MCS is the largest connected substructure shared by all (or a configurable threshold of) molecules in a set. RDKit's `rdFMCS.FindMCS` searches for this scaffold under tunable atom/bond comparison rules. For SAR, MCS provides the anchor template against which every analogue is decomposed and aligned. A `threshold=0.8` allows MCS to be defined when only 80% of molecules contain the candidate substructure, which is more robust to outliers than `threshold=1.0`. `ringMatchesRingOnly=True` and `completeRingsOnly=True` prevent partial-ring fragments that look chemically meaningless.

### R-Group Decomposition

R-group decomposition (`rdRGroupDecomposition.RGroupDecompose`) maps each molecule onto the MCS core and assigns the non-core fragments to enumerated R-positions (R1, R2, …). The output is a per-molecule dictionary `{Core, R1, R2, …}`. Constant R-positions (where every molecule carries the same fragment) are uninformative for SAR and should be pruned from the report so attention focuses on the variable positions that actually drive activity.

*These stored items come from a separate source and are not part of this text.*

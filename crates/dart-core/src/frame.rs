//! Tabular export of filing rows.

use polars::prelude::*;

use crate::{
    error::{DataError, Result},
    types::FilingRow,
};

/// Converts rows into a DataFrame for display.
///
/// Returns a DataFrame with columns: account_nm, thstrm_amount, amount. The
/// `amount` column holds the parsed value and is null where parsing failed.
/// Row order is preserved.
///
/// # Errors
/// Returns [`DataError::Other`] if the frame cannot be assembled.
pub fn rows_to_frame(rows: &[FilingRow]) -> Result<DataFrame> {
    let labels: Vec<&str> = rows.iter().map(|r| r.account_name.as_str()).collect();
    let texts: Vec<&str> = rows.iter().map(|r| r.amount_text.as_str()).collect();
    let amounts: Vec<Option<f64>> = rows.iter().map(FilingRow::amount).collect();

    DataFrame::new(vec![
        Column::new("account_nm".into(), labels),
        Column::new("thstrm_amount".into(), texts),
        Column::new("amount".into(), amounts),
    ])
    .map_err(|e| DataError::Other(e.to_string()))
}
//! Error kinds surfaced from public `Server` operations.
//!
//! Safety-relevant rejections (stale term, log conflicts) are never folded
//! into this type: they are reported back to the sender as ordinary
//! response fields so it can self-correct. This type only covers failures
//! of the *local* operation itself.

use crate::protos::{ServerId, Term};

error_chain! {
	foreign_links {
		Io(::std::io::Error);
	}

	errors {
		/// `recv_entry` (or a membership-changing propose) was called on a
		/// server that is not currently the leader.
		NotLeader(leader_hint: Option<ServerId>) {
			description("not the current leader")
			display("not the current leader (hint: {:?})", leader_hint)
		}

		/// A voting-configuration-changing entry was proposed while a
		/// previous one is still uncommitted.
		OneVotingChangeOnly {
			description("a voting configuration change is already in flight")
		}

		/// The local server has been removed from the committed
		/// configuration and is winding down.
		Shutdown {
			description("server has been removed from the cluster and is shutting down")
		}

		/// An incoming message's term was lower than ours; the response
		/// already carries `current_term` for the sender to observe.
		StaleTerm(current_term: Term) {
			description("message term is stale")
			display("message term is stale (current term is {})", current_term)
		}

		/// A `log_offer` / `log_pop` / `persist_term` / `persist_vote` /
		/// send callback returned a failure. The operation that triggered
		/// it is incomplete; there is no transactional rollback, so the
		/// host must treat this as fatal or replay from durable state.
		CallbackFailed {
			description("a host callback reported failure")
		}

		/// Structural failure (e.g. log invariant violation detected at
		/// runtime); treated as fatal by the host.
		Corrupt(msg: String) {
			description("internal state is corrupt")
			display("internal state is corrupt: {}", msg)
		}
	}
}
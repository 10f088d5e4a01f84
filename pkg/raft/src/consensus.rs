//! The per-server Raft state machine.
//!
//! `Server` is the single object a host embeds: it owns the log, the node
//! table and the membership protocol, and drives all role/term transitions
//! synchronously in response to `tick`/`recv_*` calls. No operation here
//! suspends and none may re-enter another public operation.

use std::time::Duration;

use rand::Rng;

use crate::callbacks::RaftCallbacks;
use crate::config::RaftConfig;
use crate::errors::*;
use crate::log::Log;
use crate::membership::Membership;
use crate::node::{Node, NodeTable};
use crate::protos::*;

#[derive(Debug, Clone, Copy, PartialEq, Eq)]
enum Role {
	Follower,
	Candidate,
	Leader,
}

/// Outcome of a proposal lookup against the committed log.
#[derive(Debug, Clone, Copy, PartialEq, Eq)]
pub enum CommitStatus {
	/// Not yet committed (and not (yet) known to be superseded).
	Pending,
	/// Safely committed.
	Committed,
	/// The slot at `index` now holds a different `(term, id)`: a later
	/// leader overwrote it. The caller must re-submit.
	Superseded,
}

pub struct Server<CB, C = ()>
where
	CB: RaftCallbacks<C>,
{
	id: ServerId,
	config: RaftConfig,

	role: Role,
	current_term: Term,
	voted_for: Option<ServerId>,
	leader: Option<ServerId>,

	commit_index: LogIndex,
	last_applied_index: LogIndex,

	/// Accumulated elapsed time since the last event that should reset the
	/// timer: an election start/heartbeat grant for followers/candidates,
	/// or the last heartbeat broadcast for leaders.
	time_since_last_event: Duration,
	/// This election's randomized timeout, resampled on every role change
	/// or timer reset.
	election_timeout_rand: Duration,

	nodes: NodeTable<C>,
	log: Log,
	membership: Membership,

	/// Set once a committed `RemoveNode` entry for `self.id` has been
	/// applied. The server stops starting/continuing elections but keeps
	/// answering `apply_all` until the state machine fully catches up.
	shutting_down: bool,

	callbacks: CB,
}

### Substructure Alignment for Comparable 2D Depiction

For SAR visualization to be interpretable, the core and each R-group must be drawn in the same orientation as the parent molecule. The recommended pattern uses three fall-back strategies in order: (1) a direct `GetSubstructMatch`, (2) a re-match after `AdjustQueryProperties(makeDummiesQueries=True)` so R-group dummy atoms are treated as queries, and (3) a final attempt with `useChirality=False`. Once a match is found, atom coordinates are copied from the parent conformer onto the fragment. Without this, R-group cells are drawn in arbitrary canonical orientations and visual SAR is essentially impossible to read.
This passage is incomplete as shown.